Bind for 0.0.0.0:xxx failed: port is already allocated

Then need to change ports in .env as they are already being used by another container

GRAPH_HTTP_PORT=17474
GRAPH_BOLT_PORT=17687
GRAPH_HTTPS_PORT=17473

Docker group

When building the graph, if the user is not part of the docker group may see an error like this

Starting database...
Creating Neo4j graph directories
.....
PermissionError: [Errno 13] Permission denied

To fix this, need to be added to docker group

https://docs.docker.com/engine/install/linux-postinstall/

sudo usermod -aG docker $USER

Access denied

If connections result in the following:

The client is unauthorized due to authentication failure.

There may be an issue with authentication.

First

check password used, make sure it doesn't contain any special characters such as # . If so, change the password, reload .env file, then rebuild:

export $(cat .env | sed 's/#.*//g' | xargs);
snakemake -r clean_all -j1
snakemake -r all -j1

Second

it is possible to reset a password
https://neo4j.com/docs/operations-manual/4.0/configuration/password-and-user-recovery/

Get variables from .env file

export $(cat .env | sed 's/#.*//g' | xargs)

Disable auth in docker-compose.yml

- NEO4J_dbms_security_auth__enabled=false

Restart container

docker-compose down
docker-compose up -d

Reset the password

docker exec -it $GRAPH_CONTAINER_NAME cypher-shell -a localhost:$GRAPH_BOLT_PORT -d system
ALTER USER neo4j SET PASSWORD 'changeme';

Enable auth in docker-compose.yml

- NEO4J_dbms_security_auth__enabled=true

Restart container

docker-compose down
docker-compose up -d

Check connection

If this has worked, you will be asked for username and password, and connection will succeed.

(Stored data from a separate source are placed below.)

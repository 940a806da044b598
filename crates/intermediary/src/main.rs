#[tokio::main]
async fn main() -> Result<(), Box<dyn std::error::Error>> {
    lib_intermediary::init().await
}
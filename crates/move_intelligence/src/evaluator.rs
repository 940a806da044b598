//! The intelligence evaluator.
//!
//! [`evaluate`] is a pure function: the same candidates, settings and
//! position context always produce the same ranking. The input slice is
//! never modified; callers get a fresh list back.

use crate::candidate::{MoveCandidate, MATE_SCORE_PAWNS};
use crate::multipliers::{apply_multiplier, composite_multiplier, CRITICAL_MOVE_COUNT};
use crate::settings::IntelligenceSettings;
use tracing::{debug, info};

/// Evaluation above which "stay equal" starts giving the advantage back.
pub const STAY_EQUAL_TRIGGER: f64 = 1.5;
/// Lower bound of the score window "stay equal" prefers.
pub const STAY_EQUAL_FLOOR: f64 = 0.5;
/// Distance below the best score that "stay equal" requires.
pub const STAY_EQUAL_MARGIN: f64 = 0.3;

/// Facts about the position the candidates were searched from.
#[derive(Debug, Clone, Copy, PartialEq, Eq)]
pub struct PositionContext {
    /// Number of legal moves for the side to move
    pub legal_moves: usize,
    /// Full-move number, starting at 1
    pub fullmove: u32,
}

impl PositionContext {
    pub fn new(legal_moves: usize, fullmove: u32) -> Self {
        Self {
            legal_moves,
            fullmove,
        }
    }

    /// Context for candidates whose position is not known: never critical,
    /// never early in the game.
    pub fn unknown() -> Self {
        Self {
            legal_moves: usize::MAX,
            fullmove: u32::MAX,
        }
    }

    /// Few legal moves means the choice is nearly forced.
    pub fn is_critical(&self) -> bool {
        self.legal_moves < CRITICAL_MOVE_COUNT
    }
}

/// Re-ranks `candidates` according to `settings`.
///
/// The result has the same length as the input. Forced mates are scored
/// absolutely and bypass every multiplier. When the avoidance fallback
/// triggers the untouched input is returned instead.
pub fn evaluate(
    candidates: &[MoveCandidate],
    settings: &IntelligenceSettings,
    context: &PositionContext,
) -> Vec<MoveCandidate> {
    if !settings.enabled {
        return candidates.to_vec();
    }

    let critical = context.is_critical();
    let mut ranked = candidates.to_vec();

    for candidate in ranked.iter_mut() {
        if let Some(mate_in) = candidate.mate_in.filter(|n| *n != 0) {
            let score = if mate_in > 0 {
                MATE_SCORE_PAWNS
            } else {
                -MATE_SCORE_PAWNS
            };
            candidate.set_score_pawns(score);
            continue;
        }

        if settings.checkmate_immediately && candidate.flags.delivers_mate {
            candidate.set_score_pawns(MATE_SCORE_PAWNS);
            continue;
        }

        let multiplier = composite_multiplier(&candidate.flags, settings, context.fullmove);
        let score = apply_multiplier(candidate.score_pawns, multiplier, critical);
        candidate.apply_modification(score, multiplier);
    }

    ranked.sort_by(|a, b| b.score_pawns.total_cmp(&a.score_pawns));

    if settings.stay_equal {
        prefer_equalising_moves(&mut ranked);
    }

    if settings.should_avoid_low_intelligence() {
        let threshold = settings.clamped_threshold();
        if let Some(best) = ranked.first() {
            if best.score_pawns <= threshold {
                info!(
                    "🧠 Intelligence avoided: best score {:.2} <= threshold {:.2}",
                    best.score_pawns, threshold
                );
                return candidates.to_vec();
            }
        }
    }

    ranked
}

fn is_winning_mate(candidate: &MoveCandidate) -> bool {
    candidate.score_pawns >= MATE_SCORE_PAWNS
}

/// Moves candidates that keep a clearly won game close ahead of the rest,
/// without dropping any and without overtaking a winning mate.
fn prefer_equalising_moves(ranked: &mut Vec<MoveCandidate>) {
    let best = ranked
        .iter()
        .filter(|c| !is_winning_mate(c) && !c.is_forced_mate())
        .map(MoveCandidate::engine_score_pawns)
        .fold(f64::NEG_INFINITY, f64::max);

    if best <= STAY_EQUAL_TRIGGER {
        return;
    }

    let ceiling = best - STAY_EQUAL_MARGIN;
    let (mates, rest): (Vec<_>, Vec<_>) = ranked.drain(..).partition(is_winning_mate);
    let (equalising, others): (Vec<_>, Vec<_>) = rest
        .into_iter()
        .partition(|c| c.score_pawns > STAY_EQUAL_FLOOR && c.score_pawns < ceiling);

    debug!(
        "Stay-equal promoted {} of {} candidates (eval {:.2})",
        equalising.len(),
        equalising.len() + others.len(),
        best
    );

    ranked.extend(mates);
    ranked.extend(equalising);
    ranked.extend(others);
}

docker exec -it $GRAPH_CONTAINER_NAME cypher-shell -a localhost:$GRAPH_BOLT_PORT -d system

Saving and restoring database

Creating a backup

https://neo4j.com/docs/operations-manual/current/docker/maintenance/#docker-neo4j-backup

snakemake -r backup_graph -j1

Restoring a backup

On production server, create data directory

mkdir data
chmod 777 data

Move dump into data

mv neo4j ./data

Start container

docker-compose -f docker-compose-public.yml up -d

Stop neo4j but keep container open

public_container=db-public
docker exec -it $public_container cypher-shell -a neo4j://localhost:1234 -d system "stop database neo4j;"

Restore the backup

docker exec -it $public_container bin/neo4j-admin restore --from data/neo4j --verbose --force

Restart the database

docker exec -it $public_container cypher-shell -a neo4j://localhost:1234 -d system "start database neo4j;"

Merging upstream changes

Again, based on logic from here - https://github.com/manubot/rootstock/blob/master/SETUP.md#merging-upstream-rootstock-changes

#checkout new branch
git checkout -b nbp-$(date '+%Y-%m-%d')

Pull new commits from neo4j-build-pipeline

#if remote not set
git config remote.neo4j-build-pipeline.url || git remote add neo4j-build-pipeline https://github.com/elswob/neo4j-build-pipeline.git
#pull new commits
git pull --no-ff --no-rebase --no-commit neo4j-build-pipeline main

If no problems, commit new updates

git commit -am 'merging upstream changes'
git push origin nbp-$(date '+%Y-%m-%d')

Then open a pull request

Visualise

https://snakemake.readthedocs.io/en/v5.1.4/executable.html#visualization

snakemake -r all --rulegraph | dot -Tpdf > rulegraph.pdf

alt text

snakemake -r all --dag | dot -Tpdf > dag.pdf

alt text

Report

https://snakemake.readthedocs.io/en/stable/snakefiles/reporting.html

Run this after the workflow has finished
snakemake --report report.html

Code Snippets

run:
    #open output file
    o = open(output[0], "w")
    #validata data integration config file
    if NODEDIR in config:
        nodes = config[NODEDIR]
        for i in nodes:
            o.write(f"integration node {i}\n")
            validate(nodes[i], os.path.join(os.getcwd(),DATA_CONFIG_SCHEMA))
    if RELDIR in config:
        rels = config[RELDIR]
        for i in rels:
            o.write(f"integration rel {i}\n")
            validate(rels[i], os.path.join(os.getcwd(),DATA_CONFIG_SCHEMA))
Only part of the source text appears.